March 9, 1843 – May 16, 1900
James Ernest Schwartz was born March 9, 1843 in Allegheny. He was the son of Jacob Loeser Schwartz and Evaline McDowell. He received his education in the Pittsburgh schools and at the Western University, now Pitt. At the age of 18 he began his business career in his father's office, but the Civil War interrupted--he served in the 14th Pa. Regt. Volunteers and re-enlisting, in Knapps Pennsylvania Battery A. His eventual rank was captain.
James Ernest Schwartz was president of the Pennsylvania Lead Company, which had as an antecedent firm Fahnstock, Hazlett and Schwartz (the Schwartz being Jacob, James’ father). The Pennsylvania Lead company, J. E. Schwartz, president; B. W. Doyle, secretary; Robert Wardrop, treasurer; F. C. Blake, superintendent, was organized in 1872, for the purpose of refining lead, silver and gold. The works comprise nine acres at the junction between the Pan Handle and the Pittsburgh, Chartiers and Youghiogheny Railroad. The' President of the company is J. E. Schwartz; Secretary, J. B. Arnold. The works are located at Mansfield Station, on the Panhandle....

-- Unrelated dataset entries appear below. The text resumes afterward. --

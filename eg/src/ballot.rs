// Copyright (C) Microsoft Corporation. All rights reserved.

#![deny(clippy::unwrap_used)]
#![deny(clippy::expect_used)]
#![deny(clippy::panic)]
#![deny(clippy::manual_assert)]

//! Plaintext and ciphertext ballots.
//!
//! Ballot state is a tag, not a subtype: a [`SubmittedBallot`] is a
//! ciphertext ballot plus a [`BallotState`], frozen at submission time with
//! its nonces stripped.

use serde::{Deserialize, Serialize};
use strum::Display;

use util::algebra::FieldElement;

use crate::{
    chaum_pedersen::{ConstantChaumPedersenProof, DisjunctiveChaumPedersenProof},
    context::CiphertextElectionContext,
    elgamal::ElGamalCiphertext,
    errors::{EgError, EgResult},
    fixed_parameters::FixedParameters,
    hash::HashInput,
    hash_elems,
    manifest::{ContestDescription, InternalManifest, SelectionDescription},
};

/// One voter mark: the option's object id and a vote of 0 or 1.
#[derive(Clone, Debug, Serialize, Deserialize, PartialEq, Eq)]
pub struct PlaintextBallotSelection {
    pub object_id: String,
    pub vote: u64,
}

/// The voter's marks within one contest.
#[derive(Clone, Debug, Serialize, Deserialize, PartialEq, Eq)]
pub struct PlaintextBallotContest {
    pub object_id: String,
    pub selections: Vec<PlaintextBallotSelection>,
}

/// A voter's ballot before encryption.
#[derive(Clone, Debug, Serialize, Deserialize, PartialEq, Eq)]
pub struct PlaintextBallot {
    pub contests: Vec<PlaintextBallotContest>,
    pub object_id: String,
    pub style_id: String,
}

/// An encrypted selection: the ciphertext, its hash, and the proof that it
/// encrypts 0 or 1.
#[derive(Clone, Debug, Serialize, Deserialize, PartialEq, Eq)]
pub struct CiphertextBallotSelection {
    pub ciphertext: ElGamalCiphertext,
    pub crypto_hash: FieldElement,
    pub description_hash: FieldElement,
    pub is_placeholder_selection: bool,
    #[serde(skip_serializing_if = "Option::is_none")]
    pub nonce: Option<FieldElement>,
    pub object_id: String,
    pub proof: DisjunctiveChaumPedersenProof,
    pub sequence_order: u32,
}

impl CiphertextBallotSelection {
    /// The selection hash: `H(object_id, description_hash, pad, data)`.
    pub fn compute_crypto_hash(
        fixed_parameters: &FixedParameters,
        object_id: &str,
        description_hash: &FieldElement,
        ciphertext: &ElGamalCiphertext,
    ) -> FieldElement {
        hash_elems!(
            fixed_parameters.field();
            object_id,
            description_hash,
            &ciphertext.pad,
            &ciphertext.data
        )
    }

    /// Re-checks this selection against the manifest description it claims
    /// to encrypt: identity, description hash, placeholder status, the hash
    /// chain, and the disjunctive proof.
    ///
    /// Everything is re-derived from `description`; none of the ballot's
    /// own fields are trusted.
    pub fn verify(
        &self,
        fixed_parameters: &FixedParameters,
        context: &CiphertextElectionContext,
        description: &SelectionDescription,
        is_placeholder_selection: bool,
    ) -> EgResult<()> {
        if self.object_id != description.object_id {
            return Err(EgError::InvalidElement(format!(
                "selection `{}` appears where the manifest places `{}`",
                self.object_id, description.object_id
            )));
        }
        if self.description_hash != description.crypto_hash(fixed_parameters) {
            return Err(EgError::InvalidElement(format!(
                "selection `{}` description hash does not match the manifest",
                self.object_id
            )));
        }
        if self.is_placeholder_selection != is_placeholder_selection {
            return Err(EgError::InvalidElement(format!(
                "selection `{}` misdeclares its placeholder status",
                self.object_id
            )));
        }

        let expected = Self::compute_crypto_hash(
            fixed_parameters,
            &self.object_id,
            &self.description_hash,
            &self.ciphertext,
        );
        if expected != self.crypto_hash {
            return Err(EgError::InvalidElement(format!(
                "selection `{}` hash mismatch",
                self.object_id
            )));
        }

        if !self.proof.verify(
            fixed_parameters,
            &context.crypto_extended_base_hash,
            &self.ciphertext,
            &context.joint_public_key,
        ) {
            return Err(EgError::ProofVerificationFailed(format!(
                "selection `{}` disjunctive proof",
                self.object_id
            )));
        }
        Ok(())
    }
}

/// An encrypted contest: its selections (placeholders included), the
/// homomorphic accumulation, and the constant proof over it.
#[derive(Clone, Debug, Serialize, Deserialize, PartialEq, Eq)]
pub struct CiphertextBallotContest {
    pub ciphertext_accumulation: ElGamalCiphertext,
    pub crypto_hash: FieldElement,
    pub description_hash: FieldElement,
    #[serde(skip_serializing_if = "Option::is_none")]
    pub nonce: Option<FieldElement>,
    pub object_id: String,
    pub proof: ConstantChaumPedersenProof,
    pub selections: Vec<CiphertextBallotSelection>,
    pub sequence_order: u32,
}

impl CiphertextBallotContest {
    /// The contest hash chains the description hash and the ordered
    /// selection hashes.
    pub fn compute_crypto_hash(
        fixed_parameters: &FixedParameters,
        description_hash: &FieldElement,
        selections: &[CiphertextBallotSelection],
    ) -> FieldElement {
        let selection_hashes: Vec<HashInput> = selections
            .iter()
            .map(|s| HashInput::from(&s.crypto_hash))
            .collect();
        hash_elems!(fixed_parameters.field(); description_hash, selection_hashes)
    }

    /// Re-checks this contest against its manifest description: the
    /// description hash, the selection layout (every real option in
    /// manifest order followed by exactly `selection_limit` placeholders),
    /// each selection, the hash chain, the accumulation, and the constant
    /// proof.
    pub fn verify(
        &self,
        fixed_parameters: &FixedParameters,
        context: &CiphertextElectionContext,
        description: &ContestDescription,
    ) -> EgResult<()> {
        if self.object_id != description.object_id {
            return Err(EgError::InvalidElement(format!(
                "contest `{}` appears where the manifest places `{}`",
                self.object_id, description.object_id
            )));
        }
        if self.description_hash != description.crypto_hash(fixed_parameters) {
            return Err(EgError::InvalidElement(format!(
                "contest `{}` description hash does not match the manifest",
                self.object_id
            )));
        }

        let real = description.selections.len();
        let placeholders = description.selection_limit as usize;
        if self.selections.len() != real + placeholders {
            return Err(EgError::InvalidElement(format!(
                "contest `{}` carries {} selections, the manifest requires {real} plus {placeholders} placeholders",
                self.object_id,
                self.selections.len()
            )));
        }
        for (selection, selection_description) in
            self.selections[..real].iter().zip(&description.selections)
        {
            selection.verify(fixed_parameters, context, selection_description, false)?;
        }
        for (j, selection) in self.selections[real..].iter().enumerate() {
            let placeholder = description.placeholder_selection(j as u32);
            selection.verify(fixed_parameters, context, &placeholder, true)?;
        }

        let expected = Self::compute_crypto_hash(
            fixed_parameters,
            &self.description_hash,
            &self.selections,
        );
        if expected != self.crypto_hash {
            return Err(EgError::InvalidElement(format!(
                "contest `{}` hash mismatch",
                self.object_id
            )));
        }

        let ciphertexts: Vec<&ElGamalCiphertext> =
            self.selections.iter().map(|s| &s.ciphertext).collect();
        let accumulation = crate::elgamal::elgamal_add(fixed_parameters, &ciphertexts)?;
        if accumulation != self.ciphertext_accumulation {
            return Err(EgError::InvalidElement(format!(
                "contest `{}` accumulation mismatch",
                self.object_id
            )));
        }

        if !self.proof.verify(
            fixed_parameters,
            &context.crypto_extended_base_hash,
            &self.ciphertext_accumulation,
            &context.joint_public_key,
            u64::from(description.selection_limit),
        ) {
            return Err(EgError::ProofVerificationFailed(format!(
                "contest `{}` constant proof",
                self.object_id
            )));
        }
        Ok(())
    }
}

/// An encrypted ballot.
#[derive(Clone, Debug, Serialize, Deserialize, PartialEq, Eq)]
pub struct CiphertextBallot {
    pub contests: Vec<CiphertextBallotContest>,
    pub crypto_hash: FieldElement,
    pub manifest_hash: FieldElement,
    #[serde(skip_serializing_if = "Option::is_none")]
    pub nonce: Option<FieldElement>,
    pub object_id: String,
    pub style_id: String,
}

impl CiphertextBallot {
    /// The ballot hash:
    /// `H(style_id, manifest_hash, H(contest_hashes...))`.
    pub fn compute_crypto_hash(
        fixed_parameters: &FixedParameters,
        style_id: &str,
        manifest_hash: &FieldElement,
        contests: &[CiphertextBallotContest],
    ) -> FieldElement {
        let field = fixed_parameters.field();
        let contest_hashes: Vec<HashInput> = contests
            .iter()
            .map(|c| HashInput::from(&c.crypto_hash))
            .collect();
        let contests_hash = hash_elems!(field; contest_hashes);
        hash_elems!(field; style_id, manifest_hash, &contests_hash)
    }

    /// Re-checks the full hash chain and every proof on the ballot against
    /// the manifest: contest and selection identities, description hashes
    /// and placeholder structure are all re-derived rather than read from
    /// the ballot.
    pub fn verify(
        &self,
        fixed_parameters: &FixedParameters,
        context: &CiphertextElectionContext,
        manifest: &InternalManifest,
    ) -> EgResult<()> {
        if self.manifest_hash != context.manifest_hash {
            return Err(EgError::InvalidElement(format!(
                "ballot `{}` was encrypted against a different manifest",
                self.object_id
            )));
        }

        let expected = Self::compute_crypto_hash(
            fixed_parameters,
            &self.style_id,
            &self.manifest_hash,
            &self.contests,
        );
        if expected != self.crypto_hash {
            return Err(EgError::InvalidElement(format!(
                "ballot `{}` hash mismatch",
                self.object_id
            )));
        }

        // The ballot must carry exactly its style's contests, in manifest
        // order; each is verified against its manifest description.
        let style_contests = manifest.contests_for_style(&self.style_id)?;
        if self.contests.len() != style_contests.len() {
            return Err(EgError::InvalidElement(format!(
                "ballot `{}` carries {} contests, its style has {}",
                self.object_id,
                self.contests.len(),
                style_contests.len()
            )));
        }
        for (contest, description) in self.contests.iter().zip(style_contests) {
            contest.verify(fixed_parameters, context, description)?;
        }
        Ok(())
    }
}

/// The submission state of a ballot.
#[derive(Clone, Copy, Debug, Display, Serialize, Deserialize, PartialEq, Eq)]
pub enum BallotState {
    Cast,
    Spoiled,
    Unknown,
}

/// A ciphertext ballot frozen by submission.
///
/// Submission strips the nonces; the state never changes afterwards.
#[derive(Clone, Debug, Serialize, Deserialize, PartialEq, Eq)]
pub struct SubmittedBallot {
    pub ballot: CiphertextBallot,
    pub state: BallotState,
}

impl SubmittedBallot {
    fn submit(mut ballot: CiphertextBallot, state: BallotState) -> Self {
        ballot.nonce = None;
        for contest in ballot.contests.iter_mut() {
            contest.nonce = None;
            for selection in contest.selections.iter_mut() {
                selection.nonce = None;
            }
        }
        SubmittedBallot { ballot, state }
    }

    /// Submits the ballot as cast.
    pub fn cast(ballot: CiphertextBallot) -> Self {
        Self::submit(ballot, BallotState::Cast)
    }

    /// Submits the ballot as spoiled.
    pub fn spoil(ballot: CiphertextBallot) -> Self {
        Self::submit(ballot, BallotState::Spoiled)
    }

    pub fn object_id(&self) -> &str {
        &self.ballot.object_id
    }
}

He was President of the Pittsburgh, Chartiers and Youghiogheny railroad. The company was incorporated in October, 1881, and organized with J. E. Schwartz, president; George S. Griscom, vice-president and general manager; R. T. Hill, secretary. (It connected Pittsburgh with the coke regions).
He also purchased the Mingo Furnace of Salt Lake City, Utah, and remained president of it as well, until this and the Pennsylvania Lead Company were consolidated into the American Smelting and Refining Co. in 1898.
He was a member of the Duquesne Club. And one of the original subscribers to the Pittsburgh Orchestra. And a member of the Pittsburgh Chamber of Commerce. Schwartz served on the board of the Pittsburgh and Allegheny Free Dispensary along with other SFF&HC members: A V Holmes, J A Lippincott, Reuben Miller, John Ewing.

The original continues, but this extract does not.